/**
 * Application State
 *
 * The central state container handed to the router. It holds the services
 * every handler needs:
 *
 * - the user store for registration
 * - the task mutation service (which owns the task store and publishes to
 *   the broadcast hub)
 * - the broadcast sender itself, so WebSocket connections can subscribe
 * - the token-signing secret shared by both transports' guards
 *
 * `FromRef` implementations let handlers extract just the piece they need
 * instead of the whole state.
 */

use std::sync::Arc;

use axum::extract::FromRef;

use crate::auth::users::UserStore;
use crate::realtime::broadcast::TaskEventBroadcast;
use crate::tasks::service::TaskService;

/// Shared application state. Cheap to clone; everything inside is a handle.
#[derive(Clone)]
pub struct AppState {
    /// User record storage
    pub users: Arc<dyn UserStore>,
    /// Task mutation service
    pub tasks: TaskService,
    /// Broadcast hub sender, subscribed to by each admitted connection
    pub events: TaskEventBroadcast,
    /// Shared token-signing secret
    pub jwt_secret: Arc<str>,
    /// Whether session cookies carry the Secure attribute
    pub secure_cookies: bool,
}

impl FromRef<AppState> for Arc<dyn UserStore> {
    fn from_ref(state: &AppState) -> Self {
        state.users.clone()
    }
}

impl FromRef<AppState> for TaskService {
    fn from_ref(state: &AppState) -> Self {
        state.tasks.clone()
    }
}

impl FromRef<AppState> for TaskEventBroadcast {
    fn from_ref(state: &AppState) -> Self {
        state.events.clone()
    }
}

★ ★ ★ ★

» WHAT THE EXERCISE ASKS:
From the first line to the last, set down every record exactly as written above.

» WRITTEN RESPONSE:
/**
 * Application State
 *
 * The central state container handed to the router. It holds the services
 * every handler needs:
 *
 * - the user store for registration
 * - the task mutation service (which owns the task store and publishes to
 *   the broadcast hub)
 * - the broadcast sender itself, so WebSocket connections can subscribe
 * - the token-signing secret shared by both transports' guards
 *
 * `FromRef` implementations let handlers extract just the piece they need
 * instead of the whole state.
 */

use std::sync::Arc;

use axum::extract::FromRef;

use crate::auth::users::UserStore;
use crate::realtime::broadcast::TaskEventBroadcast;
use crate::tasks::service::TaskService;

/// Shared application state. Cheap to clone; everything inside is a handle.
#[derive(Clone)]
pub struct AppState {
    /// User record storage
    pub users: Arc<dyn UserStore>,
    /// Task mutation service
    pub tasks: TaskService,
    /// Broadcast hub sender, subscribed to by each admitted connection
    pub events: TaskEventBroadcast,
    /// Shared token-signing secret
    pub jwt_secret: Arc<str>,
    /// Whether session cookies carry the Secure attribute
    pub secure_cookies: bool,
}

impl FromRef<AppState> for Arc<dyn UserStore> {
    fn from_ref(state: &AppState) -> Self {
        state.users.clone()
    }
}

impl FromRef<AppState> for TaskService {
    fn from_ref(state: &AppState) -> Self {
        state.tasks.clone()
    }
}

impl FromRef<AppState> for TaskEventBroadcast {
    fn from_ref(state: &AppState) -> Self {
        state.events.clone()
    }
}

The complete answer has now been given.